Journal

Sunday, May 31, 2020

An Acceptance, in rough times

Last night, starting at at 1:00 in the morning, my time, was the Nebula Awards ceremony, held by the SFWA, the Science Fiction and Fantasy Writers of America. The first award they gave out was the Ray Bradbury Award for Outstanding Dramatic Presentation, and it meant the world that it went to episode 3 of Good Omens, "Hard Times".

Exactly one year ago, Good Omens was released to the world, on Amazon's Prime Video service. Thirty years ago this month, Good Omens was published as a novel. It seems amazing that it still has so much life, and still feels so relevant to people's own lives. Especially now.

Here's the complete list of all the nominees and of the awards given out at the Nebulas last night. Congratulations to everyone nominated!

The entire proceedings existed in virtual space, via the magic of Zoom and other technological things.
This is what it looked like on my screen, just before we went live...


Here is the speech I gave. I wore a hat, because, even though Terry Pratchett loved pointing out that he was a hat person and I wasn't, not really, I thought it would have amused him.

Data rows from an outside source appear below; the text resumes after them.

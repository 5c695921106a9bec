//! Interface Manager — discovers and arms the monitor-mode Wi-Fi adapter
//! (and names the Bluetooth capture interface) once at startup, then hands
//! the interface names off to the rest of the pipeline.

use std::process::Command;

use once_cell_regex::phy_pattern;
use once_cell_regex::mon_pattern;
use tracing::{error, info};

use crate::error::InterfaceError;

mod once_cell_regex {
    use regex::Regex;
    use std::sync::OnceLock;

    pub fn phy_pattern() -> &'static Regex {
        static RE: OnceLock<Regex> = OnceLock::new();
        RE.get_or_init(|| Regex::new(r"^phy\d+$").expect("static regex"))
    }

    pub fn mon_pattern() -> &'static Regex {
        static RE: OnceLock<Regex> = OnceLock::new();
        RE.get_or_init(|| Regex::new(r"^wlan[0-9]+(mon)?$").expect("static regex"))
    }
}

/// The driver name the original codebase's hardware targets. Kept
/// configurable rather than hardcoded in case of a future adapter swap.
const WIFI_CARD_DRIVER: &str = "mt76x0u";

/// The physical and monitor-mode interface names of an armed Wi-Fi adapter.
#[derive(Debug, Clone, PartialEq, Eq)]
pub struct WifiInterface {
    pub phy: String,
    pub mon: String,
}

/// Validates a physical interface name (`phy0`, `phy12`, ...).
pub fn sanitize_phy_name(name: &str) -> Result<String, InterfaceError> {
    let name = name.trim();
    if phy_pattern().is_match(name) {
        Ok(name.to_string())
    } else {
        Err(InterfaceError::InvalidInterfaceName(name.to_string()))
    }
}

/// Validates a monitor-mode interface name (`wlan0`, `wlan0mon`, ...).
pub fn sanitize_mon_name(name: &str) -> Result<String, InterfaceError> {
    let name = name.trim();
    if mon_pattern().is_match(name) {
        Ok(name.to_string())
    } else {
        Err(InterfaceError::InvalidInterfaceName(name.to_string()))
    }
}

/// Checks that a command-line utility is resolvable on `PATH`, via the
/// `which` binary (debianutils, present on Debian/Raspberry Pi OS by
/// default) rather than the `command` shell builtin — there is no
/// `/usr/bin/command` to spawn on the target hardware.
fn check_tool_installed(tool: &str, hint: &str) -> Result<(), InterfaceError> {
    info!(tool, "checking utility installation");
    let output = Command::new("which").arg(tool).output();
    let missing = || InterfaceError::ToolMissing {
        tool: tool.to_string(),
        hint: hint.to_string(),
    };
    match output {
        Ok(output) if output.status.success() => Ok(()),
        Ok(_) => Err(missing()),
        Err(e) if e.kind() == std::io::ErrorKind::NotFound => Err(missing()),
        Err(e) => Err(InterfaceError::CommandFailed(e.to_string())),
    }
}

/// Confirms `iw`, `airmon-ng`, and `tshark` are installed, and that the
/// sniffer's Open Drone ID dissector exposes the message fields this crate
/// depends on.
pub fn check_requirements() -> Result<(), InterfaceError> {
    check_tool_installed("iw", "Try 'sudo apt install iw'.")?;
    check_tool_installed("airmon-ng", "Try 'sudo apt install aircrack-ng'.")?;
    check_tool_installed(
        "tshark",
        "Try 'sudo apt install tshark'. If Wireshark is already installed, \
         try adding the tshark binary executable to PATH.",
    )?;

    info!("checking Open Drone ID dissector installation");
    let output = Command::new("tshark")
        .args(["-G", "protocols"])
        .output()
        .map_err(|e| InterfaceError::CommandFailed(e.to_string()))?;
    let listing = String::from_utf8_lossy(&output.stdout);

    const CRITICAL: [&str; 4] = [
        "opendroneid",
        "opendroneid.message.basicid",
        "opendroneid.message.location",
        "opendroneid.message.pack",
    ];
    const OPTIONAL: [&str; 4] = [
        "opendroneid.message.authentication",
        "opendroneid.message.operatorid",
        "opendroneid.message.system",
        "opendroneid.message.selfid",
    ];

    for protocol in CRITICAL {
        if !listing.contains(protocol) {
            return Err(InterfaceError::MissingDissectorProtocol(
                protocol.to_string(),
            ));
        }
        info!(protocol, "found Open Drone ID protocol");
    }
    for protocol in OPTIONAL {
        if listing.contains(protocol) {
            info!(protocol, "found optional protocol");
        } else {
            tracing::warn!(protocol, "missing optional protocol");
        }
    }

    Ok(())
}

/// Reads back the physical wireless interface name bound to a monitor-mode
/// interface, from `/sys/class/net/<mon>/phy80211/name`.
fn read_bound_phy_name(mon: &str) -> Result<String, InterfaceError> {
    let path = format!("/sys/class/net/{mon}/phy80211/name");
    std::fs::read_to_string(&path)
        .map(|s| s.trim().to_string())
        .map_err(|_| InterfaceError::MonitorSetupFailed {
            interface: mon.to_string(),
            reason: format!("{path} does not exist"),
        })
}

/// Returns the list of channels a monitor-mode interface supports, parsed
/// from `iw phy <phy> channels`.
pub fn get_supported_channel_list(phy: &str, mon: &str) -> Result<Vec<String>, InterfaceError> {
    let phy = sanitize_phy_name(phy)?;
    let mon = sanitize_mon_name(mon)?;

    let bound = read_bound_phy_name(&mon)?;
    if bound != phy {
        return Err(InterfaceError::MonitorSetupFailed {
            interface: mon,
            reason: format!("expected phy {phy} but interface reports {bound}"),
        });
    }

    let output = Command::new("sudo")
        .args(["iw", "phy", &phy, "channels"])
        .output()
        .map_err(|e| InterfaceError::CommandFailed(e.to_string()))?;
    let text = String::from_utf8_lossy(&output.stdout);

    // Each supported channel line looks like "* 2412 MHz [1] (20.0 dBm)" —
    // the channel number is the first bracketed token.
    let mut channels = Vec::new();
    for line in text.lines() {
        let fields: Vec<&str> = line.split(['[', ']']).collect();
        if fields.len() > 2 {
            channels.push(fields[1].to_string());
        }
    }

    if channels.is_empty() {
        return Err(InterfaceError::NoSupportedChannels { interface: mon });
    }
    info!(?channels, "supported channel list");
    Ok(channels)
}

/// Tunes the given monitor-mode interface to the given channel.
pub fn set_channel(mon: &str, channel: &str) -> Result<(), crate::error::ChannelError> {
    use crate::error::ChannelError;

    let mon = sanitize_mon_name(mon)
        .map_err(|_| ChannelError::InvalidChannelNumber(mon.to_string()))?;

    if !channel.chars().all(|c| c.is_ascii_digit()) {
        return Err(ChannelError::InvalidChannelNumber(channel.to_string()));
    }

    let output = Command::new("sudo")
        .args(["iw", "dev", &mon, "set", "channel", channel])
        .output()
        .map_err(|e| ChannelError::InvalidChannelNumber(e.to_string()))?;

    if output.status.success() {
        return Ok(());
    }

    let combined = format!(
        "{}{}",
        String::from_utf8_lossy(&output.stdout),
        String::from_utf8_lossy(&output.stderr)
    );
    error!(channel, %combined, "failed to switch channel");
    if combined.contains("(-1)") {
        Err(ChannelError::InsufficientPrivilege)
    } else if combined.contains("(-16)") {
        Err(ChannelError::InterfaceNoLongerInMonitorMode(mon))
    } else if combined.contains("(-22)") {
        Err(ChannelError::IllegalChannel(channel.to_string()))
    } else {
        Err(ChannelError::InvalidChannelNumber(channel.to_string()))
    }
}

/// Kills interfering network processes, discovers the configured adapter
/// driver, and arms it in monitor mode. Returns the physical and monitor
/// interface names on success.
pub fn setup_wifi_interface() -> Result<WifiInterface, InterfaceError> {
    info!("killing interfering network processes");
    let check_kill = Command::new("sudo")
        .args(["airmon-ng", "check", "kill"])
        .output()
        .map_err(|e| InterfaceError::CommandFailed(e.to_string()))?;
    if !check_kill.status.success() {
        let stderr = String::from_utf8_lossy(&check_kill.stderr);
        if stderr.contains("a password is required") {
            return Err(InterfaceError::InsufficientPrivilege);
        }
        return Err(InterfaceError::CommandFailed(stderr.to_string()));
    }

    info!(driver = WIFI_CARD_DRIVER, "checking for available interfaces");
    let listing = Command::new("sudo")
        .arg("airmon-ng")
        .output()
        .map_err(|e| InterfaceError::CommandFailed(e.to_string()))?;
    let listing_text = String::from_utf8_lossy(&listing.stdout);

    // `airmon-ng`'s listing is column-formatted; collapse each matching
    // line's whitespace to single spaces before regex matching, the
    // equivalent of the original's `awk '/driver/{print $1,$2}'` filter.
    let normalized: String = listing_text
        .lines()
        .filter(|line| line.contains(WIFI_CARD_DRIVER))
        .map(|line| line.split_whitespace().collect::<Vec<_>>().join(" "))
        .collect::<Vec<_>>()
        .join("\n");

    let discovery = phy_mon_pattern().find(&normalized);
    let (phy_name, mon_name) = match discovery {
        Some(m) => {
            let caps = phy_mon_pattern().captures(m.as_str()).expect("match implies captures");
            (caps[1].to_string(), caps[2].to_string())
        }
        None => {
            return Err(InterfaceError::NoAdapter {
                driver: WIFI_CARD_DRIVER.to_string(),
            })
        }
    };
    info!(phy = %phy_name, mon = %mon_name, "found candidate interface");

    info!(mon = %mon_name, "starting monitor mode");
    let start = Command::new("sudo")
        .args(["airmon-ng", "start", &mon_name])
        .output()
        .map_err(|e| InterfaceError::CommandFailed(e.to_string()))?;
    let start_text = String::from_utf8_lossy(&start.stdout);
    if !start.status.success() || start_text.contains("No such device") {
        return Err(InterfaceError::MonitorSetupFailed {
            interface: mon_name,
            reason: start_text.to_string(),
        });
    }

    let confirm = monitor_confirm_pattern().captures(&start_text).ok_or_else(|| {
        InterfaceError::MonitorSetupFailed {
            interface: mon_name.clone(),
            reason: "could not confirm monitor-mode interface name".to_string(),
        }
    })?;
    if &confirm[1] != phy_name {
        return Err(InterfaceError::MonitorSetupFailed {
            interface: mon_name,
            reason: format!("expected phy {phy_name} but found {}", &confirm[1]),
        });
    }
    let armed_mon = confirm[2].to_string();
    info!(phy = %phy_name, mon = %armed_mon, "armed monitor mode");

    Ok(WifiInterface {
        phy: phy_name,
        mon: armed_mon,
    })
}

fn phy_mon_pattern() -> &'static regex::Regex {
    static RE: std::sync::OnceLock<regex::Regex> = std::sync::OnceLock::new();
    RE.get_or_init(|| {
        regex::Regex::new(r"(phy\d+) (wlan\d+(?:mon)?|wlx[0-9a-zA-Z]{12})").expect("static regex")
    })
}

fn monitor_confirm_pattern() -> &'static regex::Regex {
    static RE: std::sync::OnceLock<regex::Regex> = std::sync::OnceLock::new();
    RE.get_or_init(|| regex::Regex::new(r"\[(phy\d+)\](wlan\d+mon)").expect("static regex"))
}

/// Name used for the Bluetooth Remote ID capture interface. Bluetooth
/// channels are all captured simultaneously, so there is no per-channel
/// sweep to run for this interface.
pub const BLUETOOTH_INTERFACE_NAME: &str = "bluetooth-monitor";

I didn't intend to write the television adaptation of Good Omens. I did it because as he knew his own immeasurable light was dimming, Terry Pratchett wrote to me, telling me I had to do it. That no-one else had the passion for the “old girl” that the two of us had. And I was the one of us who had to make it happen, so he could see it before the lights went out.

I'm used to dealing with the problems of fictional people.  Now I found myself dealing with much harder problems, of real people and immutable budgets.  But I was even more determined to make something Terry would have been proud of. And I was part of an amazing team – Douglas Mackinnon, our director, Rob Wilkins, Chris Sussman and Simon Winstone and the folk from BBC Studios, the Amazon Studios team, and above us all the cast and the crew, who united and went over and above what anyone asked of them to tell, together, a kind of love story about protecting the world, about an angel who isn't as angelic as he ought to be, and a demon who likes people. And for them, I want to thank Michael Sheen and David Tennant.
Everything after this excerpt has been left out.